Envoy Is a Great Sidecar

We use Envoy as our sidecar because it's lightweight, has some great features and good API-based configurability.  Here are some of our favorite parts about Envoy:

  • Configurable TLS Parameters: Envoy exposes all the TLS configuration points you'd expect (cipher strength, protocol versions, curves).  The advantage to using Envoy is that they're configured the same way for every app using the sidecar.
  • Mutual TLS: Typically TLS is used to authenticate the server to the client, and to encrypt communication.  What's missing is authenticating the client to the server - if you do this, then the server knows what is talking to it.  Envoy supports this bi-directional authentication out of the box, which can easily be incorporated into a SPIFFE system.  In today's complex and cloud datacenter, you're better off if you trust things based on cryptographic proof of what they are, instead of network perimeter protection of where they called from.
  • BoringSSL: This fork of OpenSSL removed huge amounts of code like implementations of obsolete ciphers and cleaned up lots of vestigial implementation details that had repeatedly been the source of security vulnerabilities.  It's a good default choice if you don't need any OpenSSL-specific functionality because it's easier to get right.
  • Security Audit: A security audit can't prove the absence of vulnerabilities but it can catch mistakes that demonstrate either architectural weaknesses or implementation sloppiness.  Envoy's security audit did find issues but in our opinion indicated a high level of security health.
  • Fuzzed and Bountied: Envoy is continuously fuzzed (exposed to malformed input to see if it crashes) and covered by Google's Patch Reward security bug bounty program.
  • Good API Granularity: API-based configuration doesn't mean "just serialize/deserialize your internal state and go."  Careful APIs thoughtfully map to the "personas" of what's operating them (even if those personas are other programs).  Envoy's xDS APIs in our experience partition routing behavior from cluster membership from secrets.  This makes it easy to make well-partitioned controllers.  A knock-on benefit is that it is easy in our experience to debug and test Envoy because config constructs usually map pretty clearly to code constructs.
  • No garbage collector: There are great languages with automatic memory management like Go that we use every day.  But we find languages like C++ and Rust provide predictable and optimizable tail latency.
  • Native Extensibility via Filters: Envoy has layer 4 and layer 7 extension points via filters that are written in C++ and linked into Envoy.
  • Scripting Extensibility via Lua: You can write Lua scripts as extension points as well.  This is very convenient for rapid prototyping and debugging.

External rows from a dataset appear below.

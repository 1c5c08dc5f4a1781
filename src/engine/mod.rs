//! Packet Engine
//!
//! Capture and event delivery for the monitor.
//!
//! # Architecture
//! ```text
//! ┌─────────────┐     ┌──────────────┐     ┌──────────────┐     ┌─────────────┐
//! │   Capture   │────▶│   Pipeline   │────▶│   channel    │────▶│  EventBus   │
//! │   (pcap)    │     │  (1 thread)  │     │  (bounded)   │     │ subscribers │
//! └─────────────┘     └──────────────┘     └──────────────┘     └─────────────┘
//! ```
//!
//! The capture thread owns the pipeline and every per-flow table. The
//! delivery thread calls subscribers in emission order.

pub mod bus;
pub mod capture;
pub mod dispatch;
pub mod pipeline;
pub mod session;

use std::path::Path;
use std::sync::atomic::{AtomicBool, Ordering};
use std::sync::Arc;
use std::thread::JoinHandle;
use std::time::Duration;

use anyhow::Context;
use crossbeam_channel::Receiver;
use parking_lot::{Mutex, RwLock};
use serde::Serialize;
use tracing::{debug, error, info, warn};

use crate::config::Config;
use crate::core::{Event, EventKind};
use crate::geoip::{CountryLookup, GeoIpResolver};

pub use bus::{EventBus, EventSink};
pub use capture::{CaptureConfig, CaptureError, CaptureStats, PacketCapture, PcapCapture};
pub use dispatch::{classify, Route};
pub use pipeline::{Pipeline, PipelineStats};
pub use session::{Segment, SessionTracker, TcpSession};

/// Monitor statistics
#[derive(Debug, Clone, Default, Serialize)]
pub struct EngineStats {
    /// Decoded packets taken from the capture
    pub packets_captured: u64,
    /// Capture handle counters
    pub capture: CaptureStats,
    /// Pipeline counters
    pub pipeline: PipelineStats,
    /// Events handed to subscribers
    pub events_delivered: u64,
}

/// Passive traffic monitor
///
/// Handlers run on the delivery thread with the bus locked; they must not
/// call [`Monitor::subscribe`].
pub struct Monitor {
    config: Config,
    geo: Arc<dyn CountryLookup>,
    bus: Arc<Mutex<EventBus>>,
    running: Arc<AtomicBool>,
    stats: Arc<RwLock<EngineStats>>,
    threads: Vec<JoinHandle<()>>,
}

impl Monitor {
    /// Create a monitor using the configured GeoIP database
    pub fn new(config: Config) -> anyhow::Result<Self> {
        let geo = GeoIpResolver::from_config(&config.geoip).context("Failed to initialize GeoIP")?;
        if !geo.has_database() {
            warn!("No GeoIP database configured, countries will be unrecognized");
        }
        Ok(Self::with_lookup(config, Arc::new(geo)))
    }

    /// Create a monitor with a custom country lookup
    pub fn with_lookup(config: Config, geo: Arc<dyn CountryLookup>) -> Self {
        Self {
            config,
            geo,
            bus: Arc::new(Mutex::new(EventBus::new())),
            running: Arc::new(AtomicBool::new(false)),
            stats: Arc::new(RwLock::new(EngineStats::default())),
            threads: Vec::new(),
        }
    }

    /// Register a handler for one event kind
    pub fn subscribe<F>(&self, kind: EventKind, handler: F)
    where
        F: FnMut(&Event) + Send + 'static,
    {
        self.bus.lock().subscribe(kind, handler);
    }

    /// Start capturing on an interface; a second call while running is a no-op
    pub fn start(&mut self, interface: &str) -> anyhow::Result<()> {
        if self.is_running() {
            debug!("Monitor already running");
            return Ok(());
        }
        let capture = PcapCapture::open_live(interface, &self.config.capture)
            .with_context(|| format!("Failed to open capture on {}", interface))?;
        self.spawn(Box::new(capture));
        Ok(())
    }

    /// Replay a pcap file through the pipeline
    pub fn start_offline(&mut self, path: &Path) -> anyhow::Result<()> {
        if self.is_running() {
            debug!("Monitor already running");
            return Ok(());
        }
        let capture = PcapCapture::open_offline(path, &self.config.capture)
            .with_context(|| format!("Failed to open {}", path.display()))?;
        self.spawn(Box::new(capture));
        Ok(())
    }

    /// Run an already opened capture
    pub fn start_with(&mut self, capture: Box<dyn PacketCapture>) {
        if self.is_running() {
            debug!("Monitor already running");
            return;
        }
        self.spawn(capture);
    }

    fn spawn(&mut self, mut capture: Box<dyn PacketCapture>) {
        self.join();
        self.running.store(true, Ordering::SeqCst);

        let (tx, rx) = crossbeam_channel::bounded::<Event>(self.config.capture.channel_capacity.max(1));

        let running = self.running.clone();
        let stats = self.stats.clone();
        let mut pipeline = Pipeline::new(&self.config, self.geo.clone());

        self.threads.push(std::thread::spawn(move || {
            let mut sink = tx;
            sink.emit(Event::Ready);
            info!("Monitor started");

            while running.load(Ordering::SeqCst) {
                match capture.next_packet() {
                    Ok(Some(packet)) => {
                        pipeline.process(&packet, &mut sink);
                        let mut s = stats.write();
                        s.packets_captured += 1;
                        s.pipeline = pipeline.stats();
                    }
                    Ok(None) => {}
                    Err(CaptureError::Exhausted) => {
                        info!("End of capture");
                        break;
                    }
                    Err(e) => {
                        error!("Capture error: {}", e);
                        std::thread::sleep(Duration::from_millis(10));
                    }
                }
            }

            stats.write().capture = capture.stats();
            capture.close();
            pipeline.clear();
            running.store(false, Ordering::SeqCst);
            info!("Capture stopped");
        }));

        let bus = self.bus.clone();
        let stats = self.stats.clone();
        self.threads.push(std::thread::spawn(move || deliver(rx, &bus, &stats)));
    }

    /// Stop capturing and discard in-flight flow state
    pub fn stop(&mut self) {
        if self.running.swap(false, Ordering::SeqCst) {
            info!("Stopping monitor...");
        }
        self.join();
    }

    /// Block until the capture ends on its own (end of a replayed file)
    pub fn wait(&mut self) {
        self.join();
    }

    fn join(&mut self) {
        for handle in self.threads.drain(..) {
            if handle.join().is_err() {
                error!("Monitor thread panicked");
            }
        }
    }

    pub fn is_running(&self) -> bool {
        self.running.load(Ordering::SeqCst)
    }

    pub fn stats(&self) -> EngineStats {
        self.stats.read().clone()
    }

    pub fn config(&self) -> &Config {
        &self.config
    }
}

impl Drop for Monitor {
    fn drop(&mut self) {
        self.stop();
    }
}

/// Drain the event channel into subscribers until the capture side hangs up
fn deliver(rx: Receiver<Event>, bus: &Mutex<EventBus>, stats: &RwLock<EngineStats>) {
    for event in rx.iter() {
        bus.lock().deliver(&event);
        stats.write().events_delivered += 1;
    }
    debug!("Event delivery finished");
}

#[cfg(test)]
mod tests {
    use super::*;
    use crate::core::{Packet, TcpFlags};
    use crate::geoip::StaticCountries;
    use std::collections::VecDeque;

    /// Replays a fixed packet list, then reports end of capture
    struct Scripted {
        packets: VecDeque<Packet>,
        stats: CaptureStats,
    }

    impl PacketCapture for Scripted {
        fn next_packet(&mut self) -> Result<Option<Packet>, CaptureError> {
            match self.packets.pop_front() {
                Some(p) => {
                    self.stats.received += 1;
                    Ok(Some(p))
                }
                None => Err(CaptureError::Exhausted),
            }
        }

        fn stats(&self) -> CaptureStats {
            self.stats
        }

        fn close(&mut self) {
            self.packets.clear();
        }
    }

    fn monitor() -> Monitor {
        Monitor::with_lookup(Config::default(), Arc::new(StaticCountries::new()))
    }

    #[test]
    fn test_monitor_creation() {
        let m = monitor();
        assert!(!m.is_running());
        assert_eq!(m.stats().packets_captured, 0);
    }

    #[test]
    fn test_replay_delivers_in_order() {
        let mut m = monitor();
        let seen = Arc::new(Mutex::new(Vec::new()));
        for kind in EventKind::ALL {
            let s = seen.clone();
            m.subscribe(kind, move |e| s.lock().push(e.kind()));
        }

        let src = "10.1.1.1:40000".parse().unwrap();
        let dst = "10.2.2.2:443".parse().unwrap();
        let syn = TcpFlags { syn: true, ..Default::default() };
        let rst = TcpFlags { rst: true, ..Default::default() };
        let packets = VecDeque::from(vec![
            Packet::tcp(src, dst, 1, syn, Vec::new()),
            Packet::tcp(src, dst, 2, rst, Vec::new()),
        ]);

        m.start_with(Box::new(Scripted { packets, stats: CaptureStats::default() }));
        m.wait();

        assert!(!m.is_running());
        assert_eq!(*seen.lock(), vec![
            EventKind::Ready,
            EventKind::HttpsObserved,
            EventKind::Connect,
            EventKind::HttpsObserved,
            EventKind::Disconnect,
        ]);
        let stats = m.stats();
        assert_eq!(stats.packets_captured, 2);
        assert_eq!(stats.capture.received, 2);
        assert_eq!(stats.events_delivered, 5);
    }

    #[test]
    fn test_stop_without_start() {
        let mut m = monitor();
        m.stop();
        assert!(!m.is_running());
    }
}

One of these benefits deserves an even deeper dive in a security-oriented discussion.  The API granularity of Envoy is based on a scheme called "xDS" which we think of as follows:  Logically split the Envoy config API based on the user of that API.  The user in this case is almost always some other program (not a human), for instance a Service Mesh control plane element.

For instance, in xDS listeners ("How should I get requests from users?") are separated from clusters ("What pods or servers are available to handle requests to the shoppingcart service?").  The "x" in "xDS" is replaced with whatever functionality is implemented ("LDS" for listener discovery service).  Our favorite security-related partitioning is that the Secret Discovery Service can be used for propagating secrets to the sidecars independent of the other xDS APIs.

Because SDS is separate, the control plane can implement the Principle of Least Privilege: nothing outside of SDS needs to handle or have access to any private key material.

Mutual TLS is a great enhancement to your security posture in a microservices environment.  We see mutual TLS adoption as gradual - almost any real-world app will have some containerized microservices ready to join the service mesh and mTLS on day one.  But practically speaking, many of these will depend on mesh-external services, containerized or not.  It is possible in most cases to integrate these services into the same trust domain as the service mesh, and oftentimes these components can even participate in client TLS authentication so you get true mutual TLS.

In our experience, this happens by gradually expanding the "circle" of things protected with mutual TLS.  First, stateless containerized business logic, next in-cluster third party services, finally external state stores like bare metal databases.  That's why we focus on making the state of mTLS easy to understand in Aspen Mesh, and provide assistants to help you detect configuration mishaps.

What lives outside the sidecar?

You need a control plane to configure all of these sidecars.  In some simple cases it may be tempting to do this with some CI integration to generate configs plus DNS-based discovery.  This is viable but it's hard to do rapid certificate rotation.  Also, it leaves out more dynamic techniques like canaries, progressive delivery and A/B testing.  For this reason, we think most real-world applications will include an online control plane that should:

  • Disseminate configuration to each of the sidecars with a scalable approach.
  • Rotate sidecar certificates rapidly to reduce the value to an attacker of a one-time exploit of an application.
  • Collect metadata on what is communicating with what.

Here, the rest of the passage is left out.